+ // Compute some values needed by the remaining shift algorithms
+ uint32_t wordShift = shiftAmt % APINT_BITS_PER_WORD;
+ uint32_t offset = shiftAmt / APINT_BITS_PER_WORD;
+
+ // If we are shifting whole words, just move whole words
+ if (wordShift == 0) {
+ for (uint32_t i = 0; i < offset; i++)
+ val[i] = 0;
+ for (uint32_t i = offset; i < getNumWords(); i++)
+ val[i] = pVal[i-offset];
+ return APInt(val,BitWidth).clearUnusedBits();
+ }
+
+ // Copy whole words from this to Result.
+ uint32_t i = getNumWords() - 1;
+ for (; i > offset; --i)
+ val[i] = pVal[i-offset] << wordShift |
+ pVal[i-offset-1] >> (APINT_BITS_PER_WORD - wordShift);
+ val[offset] = pVal[0] << wordShift;
+ for (i = 0; i < offset; ++i)
+ val[i] = 0;
+ return APInt(val, BitWidth).clearUnusedBits();
+}
+
+
+// Square Root - this method computes and returns the square root of "this".
+// Three mechanisms are used for computation. For small values (<= 5 bits),
+// a table lookup is done. This gets some performance for common cases. For
+// values using less than 52 bits, the value is converted to double and then
+// the libc sqrt function is called. The result is rounded and then converted
+// back to a uint64_t which is then used to construct the result. Finally,
+// the Babylonian method for computing square roots is used.
+APInt APInt::sqrt() const {
+
+ // Determine the magnitude of the value.
+ uint32_t magnitude = getActiveBits();
+
+ // Use a fast table for some small values. This also gets rid of some
+ // rounding errors in libc sqrt for small values.
+ if (magnitude <= 5) {
+ static const uint8_t results[32] = {
+ /* 0 */ 0,
+ /* 1- 2 */ 1, 1,
+ /* 3- 6 */ 2, 2, 2, 2,
+ /* 7-12 */ 3, 3, 3, 3, 3, 3,
+ /* 13-20 */ 4, 4, 4, 4, 4, 4, 4, 4,
+ /* 21-30 */ 5, 5, 5, 5, 5, 5, 5, 5, 5, 5,
+ /* 31 */ 6
+ };
+ return APInt(BitWidth, results[ (isSingleWord() ? VAL : pVal[0]) ]);
+ }
+
+ // If the magnitude of the value fits in less than 52 bits (the precision of
+ // an IEEE double precision floating point value), then we can use the
+ // libc sqrt function which will probably use a hardware sqrt computation.

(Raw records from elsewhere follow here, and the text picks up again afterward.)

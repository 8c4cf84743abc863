//! AWS driver for the CI handlers: CodeCommit and CodeBuild over the AWS SDK.

#![warn(clippy::all)]

mod codebuild;
mod codecommit;
mod errors;

use aws_config::{BehaviorVersion, Region, SdkConfig};
use cibot_config::Config;
pub use codebuild::AwsBuildService;
pub use codecommit::AwsRepositoryService;
pub use errors::AwsError;

/// Load the shared SDK configuration for the configured region.
///
/// Credentials come from the default provider chain (the Lambda execution
/// role in production).
pub async fn load_sdk_config(config: &Config) -> SdkConfig {
    aws_config::defaults(BehaviorVersion::latest())
        .region(Region::new(config.api.aws.region.clone()))
        .load()
        .await
}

+ // This should be faster than the algorithm below.
+ if (magnitude < 52)
+ return APInt(BitWidth,
+ uint64_t(::round(::sqrt(double(isSingleWord()?VAL:pVal[0])))));
+
+ // Okay, all the short cuts are exhausted. We must compute it. The following
+ // is a classical Babylonian method for computing the square root. This code
+ // was adapted to APINt from a wikipedia article on such computations.
+ // See http://www.wikipedia.org/ and go to the page named
+ // Calculate_an_integer_square_root.
+ uint32_t nbits = BitWidth, i = 4;
+ APInt testy(BitWidth, 16);
+ APInt x_old(BitWidth, 1);
+ APInt x_new(BitWidth, 0);
+ APInt two(BitWidth, 2);
+
+ // Select a good starting value using binary logarithms.
+ for (;; i += 2, testy = testy.shl(2))
+ if (i >= nbits || this->ule(testy)) {
+ x_old = x_old.shl(i / 2);
+ break;
+ }
+
+ // Use the Babylonian method to arrive at the integer square root:
+ for (;;) {
+ x_new = (this->udiv(x_old) + x_old).udiv(two);
+ if (x_old.ule(x_new))
+ break;
+ x_old = x_new;
+ }
+
+ // Make sure we return the closest approximation
+ // NOTE: The rounding calculation below is correct. It will produce an
+ // off-by-one discrepancy with results from pari/gp. That discrepancy has been
+ // determined to be a rounding issue with pari/gp as it begins to use a
+ // floating point representation after 192 bits. There are no discrepancies
+ // between this algorithm and pari/gp for bit widths < 192 bits.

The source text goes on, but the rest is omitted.